**Data section**
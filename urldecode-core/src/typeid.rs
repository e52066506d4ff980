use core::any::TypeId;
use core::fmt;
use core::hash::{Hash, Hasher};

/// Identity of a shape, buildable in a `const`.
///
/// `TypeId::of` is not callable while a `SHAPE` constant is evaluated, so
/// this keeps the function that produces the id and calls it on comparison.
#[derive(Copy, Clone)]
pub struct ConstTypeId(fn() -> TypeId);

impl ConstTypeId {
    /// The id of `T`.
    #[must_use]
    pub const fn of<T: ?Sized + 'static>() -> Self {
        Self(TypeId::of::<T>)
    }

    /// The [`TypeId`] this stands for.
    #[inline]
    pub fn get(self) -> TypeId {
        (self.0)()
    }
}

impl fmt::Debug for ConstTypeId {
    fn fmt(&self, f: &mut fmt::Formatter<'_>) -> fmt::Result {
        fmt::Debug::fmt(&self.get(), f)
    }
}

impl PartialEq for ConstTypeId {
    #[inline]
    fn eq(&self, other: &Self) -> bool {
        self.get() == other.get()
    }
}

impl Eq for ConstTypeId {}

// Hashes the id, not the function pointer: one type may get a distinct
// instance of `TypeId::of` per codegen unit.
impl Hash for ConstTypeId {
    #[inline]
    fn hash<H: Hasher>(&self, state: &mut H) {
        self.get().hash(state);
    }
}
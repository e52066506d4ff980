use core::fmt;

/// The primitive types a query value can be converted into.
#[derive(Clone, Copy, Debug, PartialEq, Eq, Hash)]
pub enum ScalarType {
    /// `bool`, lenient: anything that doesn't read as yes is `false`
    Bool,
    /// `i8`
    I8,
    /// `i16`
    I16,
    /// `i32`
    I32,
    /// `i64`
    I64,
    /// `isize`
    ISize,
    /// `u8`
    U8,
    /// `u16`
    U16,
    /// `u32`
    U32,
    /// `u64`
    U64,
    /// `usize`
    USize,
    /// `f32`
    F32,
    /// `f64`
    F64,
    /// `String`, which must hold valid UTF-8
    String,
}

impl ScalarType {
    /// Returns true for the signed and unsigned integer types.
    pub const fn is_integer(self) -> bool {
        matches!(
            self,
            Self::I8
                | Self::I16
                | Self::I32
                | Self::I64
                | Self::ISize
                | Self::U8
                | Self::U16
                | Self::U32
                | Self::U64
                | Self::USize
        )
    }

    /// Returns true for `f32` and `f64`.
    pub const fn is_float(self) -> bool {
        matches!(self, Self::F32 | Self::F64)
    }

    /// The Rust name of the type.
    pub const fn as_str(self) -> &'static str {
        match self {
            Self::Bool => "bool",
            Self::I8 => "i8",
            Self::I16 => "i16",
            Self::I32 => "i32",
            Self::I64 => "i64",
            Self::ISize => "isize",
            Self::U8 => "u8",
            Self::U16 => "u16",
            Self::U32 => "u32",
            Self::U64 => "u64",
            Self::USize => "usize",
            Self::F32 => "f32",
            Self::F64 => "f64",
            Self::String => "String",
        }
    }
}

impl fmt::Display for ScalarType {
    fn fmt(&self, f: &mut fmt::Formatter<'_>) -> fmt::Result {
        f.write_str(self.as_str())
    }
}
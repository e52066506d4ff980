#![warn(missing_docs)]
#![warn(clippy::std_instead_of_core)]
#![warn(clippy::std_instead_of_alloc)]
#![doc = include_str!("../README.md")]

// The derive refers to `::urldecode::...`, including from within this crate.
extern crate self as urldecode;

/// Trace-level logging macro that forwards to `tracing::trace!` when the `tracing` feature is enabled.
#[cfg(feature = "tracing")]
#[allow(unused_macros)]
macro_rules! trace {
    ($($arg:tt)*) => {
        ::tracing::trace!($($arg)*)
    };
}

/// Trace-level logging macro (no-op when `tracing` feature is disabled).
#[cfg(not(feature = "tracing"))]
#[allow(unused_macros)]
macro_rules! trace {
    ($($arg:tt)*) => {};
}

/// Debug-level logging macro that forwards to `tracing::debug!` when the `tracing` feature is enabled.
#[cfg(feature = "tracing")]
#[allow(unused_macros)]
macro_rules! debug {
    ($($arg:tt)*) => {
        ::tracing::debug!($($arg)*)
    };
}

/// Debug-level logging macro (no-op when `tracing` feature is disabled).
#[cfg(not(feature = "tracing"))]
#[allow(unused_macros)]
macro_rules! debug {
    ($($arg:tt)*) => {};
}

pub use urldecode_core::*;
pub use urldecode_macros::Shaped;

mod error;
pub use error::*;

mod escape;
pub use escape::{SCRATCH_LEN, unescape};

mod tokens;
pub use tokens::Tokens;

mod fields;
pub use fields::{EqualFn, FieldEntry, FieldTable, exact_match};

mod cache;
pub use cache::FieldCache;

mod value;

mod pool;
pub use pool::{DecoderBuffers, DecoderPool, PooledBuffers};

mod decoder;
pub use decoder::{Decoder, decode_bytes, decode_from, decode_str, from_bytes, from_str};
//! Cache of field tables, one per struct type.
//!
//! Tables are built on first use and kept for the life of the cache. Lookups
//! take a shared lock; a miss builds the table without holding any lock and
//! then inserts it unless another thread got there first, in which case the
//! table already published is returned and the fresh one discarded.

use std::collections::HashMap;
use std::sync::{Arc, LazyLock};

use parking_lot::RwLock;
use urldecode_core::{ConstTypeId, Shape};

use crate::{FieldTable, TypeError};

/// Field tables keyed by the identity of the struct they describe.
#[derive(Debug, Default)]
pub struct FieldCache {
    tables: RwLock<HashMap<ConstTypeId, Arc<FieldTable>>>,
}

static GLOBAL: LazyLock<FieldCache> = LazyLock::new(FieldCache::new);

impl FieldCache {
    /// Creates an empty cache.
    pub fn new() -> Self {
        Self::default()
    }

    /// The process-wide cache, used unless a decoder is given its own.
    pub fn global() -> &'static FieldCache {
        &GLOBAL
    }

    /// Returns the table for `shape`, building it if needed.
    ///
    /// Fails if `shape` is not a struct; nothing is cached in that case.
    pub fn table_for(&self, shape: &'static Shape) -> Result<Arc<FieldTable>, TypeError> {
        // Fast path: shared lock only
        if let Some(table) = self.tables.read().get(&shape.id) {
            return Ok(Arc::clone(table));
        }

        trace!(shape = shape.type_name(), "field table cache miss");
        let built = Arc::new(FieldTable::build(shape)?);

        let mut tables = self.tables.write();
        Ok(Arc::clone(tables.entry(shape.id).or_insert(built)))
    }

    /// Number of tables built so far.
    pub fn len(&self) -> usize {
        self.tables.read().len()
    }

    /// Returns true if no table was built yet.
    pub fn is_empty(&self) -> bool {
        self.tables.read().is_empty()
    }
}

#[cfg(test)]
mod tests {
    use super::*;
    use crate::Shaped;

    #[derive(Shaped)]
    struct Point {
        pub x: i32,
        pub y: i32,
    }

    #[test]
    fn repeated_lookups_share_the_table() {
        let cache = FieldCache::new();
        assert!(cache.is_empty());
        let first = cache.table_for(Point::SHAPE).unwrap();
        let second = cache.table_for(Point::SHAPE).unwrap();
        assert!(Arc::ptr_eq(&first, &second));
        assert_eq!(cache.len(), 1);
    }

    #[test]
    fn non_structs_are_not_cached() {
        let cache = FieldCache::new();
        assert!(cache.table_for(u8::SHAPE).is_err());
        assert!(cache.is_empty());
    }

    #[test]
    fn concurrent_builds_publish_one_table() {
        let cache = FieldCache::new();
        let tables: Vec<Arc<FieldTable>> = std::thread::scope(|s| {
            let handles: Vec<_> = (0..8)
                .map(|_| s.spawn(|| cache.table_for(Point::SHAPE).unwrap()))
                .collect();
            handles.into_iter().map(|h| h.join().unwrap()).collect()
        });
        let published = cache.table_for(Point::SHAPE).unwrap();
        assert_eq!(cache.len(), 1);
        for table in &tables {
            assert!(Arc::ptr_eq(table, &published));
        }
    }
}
...
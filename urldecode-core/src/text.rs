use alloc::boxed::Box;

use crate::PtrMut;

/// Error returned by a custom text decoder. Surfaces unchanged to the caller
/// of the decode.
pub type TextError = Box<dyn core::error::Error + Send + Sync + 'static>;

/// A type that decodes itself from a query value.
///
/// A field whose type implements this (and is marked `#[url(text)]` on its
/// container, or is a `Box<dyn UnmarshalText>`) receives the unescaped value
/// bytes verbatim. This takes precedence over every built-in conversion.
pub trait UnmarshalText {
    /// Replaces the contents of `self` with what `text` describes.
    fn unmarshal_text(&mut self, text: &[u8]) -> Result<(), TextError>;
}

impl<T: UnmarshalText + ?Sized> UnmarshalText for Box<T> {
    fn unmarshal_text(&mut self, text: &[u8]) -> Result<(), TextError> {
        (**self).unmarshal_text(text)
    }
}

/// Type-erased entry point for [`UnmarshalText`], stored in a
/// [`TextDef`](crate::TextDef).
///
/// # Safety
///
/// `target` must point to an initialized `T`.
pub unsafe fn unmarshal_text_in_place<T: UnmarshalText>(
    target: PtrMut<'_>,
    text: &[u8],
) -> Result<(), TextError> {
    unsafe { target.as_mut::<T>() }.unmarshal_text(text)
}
--
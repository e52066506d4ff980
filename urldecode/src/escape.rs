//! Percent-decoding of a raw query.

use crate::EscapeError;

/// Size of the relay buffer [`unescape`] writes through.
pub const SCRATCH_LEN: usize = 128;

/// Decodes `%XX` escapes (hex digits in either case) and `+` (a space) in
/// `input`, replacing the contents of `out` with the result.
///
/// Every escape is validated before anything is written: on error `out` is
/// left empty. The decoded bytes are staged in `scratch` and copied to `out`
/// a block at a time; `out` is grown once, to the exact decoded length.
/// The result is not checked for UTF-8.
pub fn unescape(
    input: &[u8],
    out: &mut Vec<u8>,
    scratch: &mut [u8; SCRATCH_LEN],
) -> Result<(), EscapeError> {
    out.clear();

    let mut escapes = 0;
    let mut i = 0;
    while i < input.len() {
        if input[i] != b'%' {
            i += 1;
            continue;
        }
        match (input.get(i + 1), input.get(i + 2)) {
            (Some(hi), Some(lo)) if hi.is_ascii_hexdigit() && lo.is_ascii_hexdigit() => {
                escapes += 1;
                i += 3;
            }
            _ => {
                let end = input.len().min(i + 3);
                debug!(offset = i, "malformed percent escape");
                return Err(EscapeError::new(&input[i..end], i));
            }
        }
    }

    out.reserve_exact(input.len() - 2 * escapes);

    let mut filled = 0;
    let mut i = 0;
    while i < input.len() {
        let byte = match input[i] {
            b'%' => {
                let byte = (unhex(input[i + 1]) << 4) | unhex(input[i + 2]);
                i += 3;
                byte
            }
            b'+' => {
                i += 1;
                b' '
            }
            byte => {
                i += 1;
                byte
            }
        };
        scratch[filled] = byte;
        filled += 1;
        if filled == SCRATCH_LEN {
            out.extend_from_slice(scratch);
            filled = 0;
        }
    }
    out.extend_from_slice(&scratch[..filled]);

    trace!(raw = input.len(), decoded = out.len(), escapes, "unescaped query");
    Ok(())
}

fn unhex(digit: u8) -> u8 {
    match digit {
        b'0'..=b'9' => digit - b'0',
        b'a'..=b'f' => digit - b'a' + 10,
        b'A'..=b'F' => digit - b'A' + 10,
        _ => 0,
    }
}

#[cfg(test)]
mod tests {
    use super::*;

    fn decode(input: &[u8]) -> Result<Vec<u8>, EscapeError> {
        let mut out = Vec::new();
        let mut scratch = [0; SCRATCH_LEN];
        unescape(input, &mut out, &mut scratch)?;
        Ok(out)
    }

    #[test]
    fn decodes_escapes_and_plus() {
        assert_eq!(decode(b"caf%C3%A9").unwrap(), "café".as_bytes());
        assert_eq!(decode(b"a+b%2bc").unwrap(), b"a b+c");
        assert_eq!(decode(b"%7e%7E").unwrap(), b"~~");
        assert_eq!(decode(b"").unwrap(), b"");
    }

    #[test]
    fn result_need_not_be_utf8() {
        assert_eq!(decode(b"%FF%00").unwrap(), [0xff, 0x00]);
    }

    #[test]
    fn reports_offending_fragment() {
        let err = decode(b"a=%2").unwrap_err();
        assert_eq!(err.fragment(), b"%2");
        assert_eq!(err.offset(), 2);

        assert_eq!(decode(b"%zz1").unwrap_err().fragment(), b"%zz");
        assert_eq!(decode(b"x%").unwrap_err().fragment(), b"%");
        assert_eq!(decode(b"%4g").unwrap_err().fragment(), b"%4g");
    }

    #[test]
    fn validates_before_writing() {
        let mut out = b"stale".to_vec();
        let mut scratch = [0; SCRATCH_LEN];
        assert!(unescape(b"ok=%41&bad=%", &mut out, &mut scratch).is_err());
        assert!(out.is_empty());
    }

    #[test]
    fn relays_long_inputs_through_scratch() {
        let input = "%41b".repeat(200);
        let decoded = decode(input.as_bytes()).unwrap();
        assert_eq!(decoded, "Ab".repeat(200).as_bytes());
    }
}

**Task item**
Each line of the material with the word "Sized" in it should be listed.

**Solution for this task**
    pub const fn of<T: ?Sized + 'static>() -> Self {
impl<T: UnmarshalText + ?Sized> UnmarshalText for Box<T> {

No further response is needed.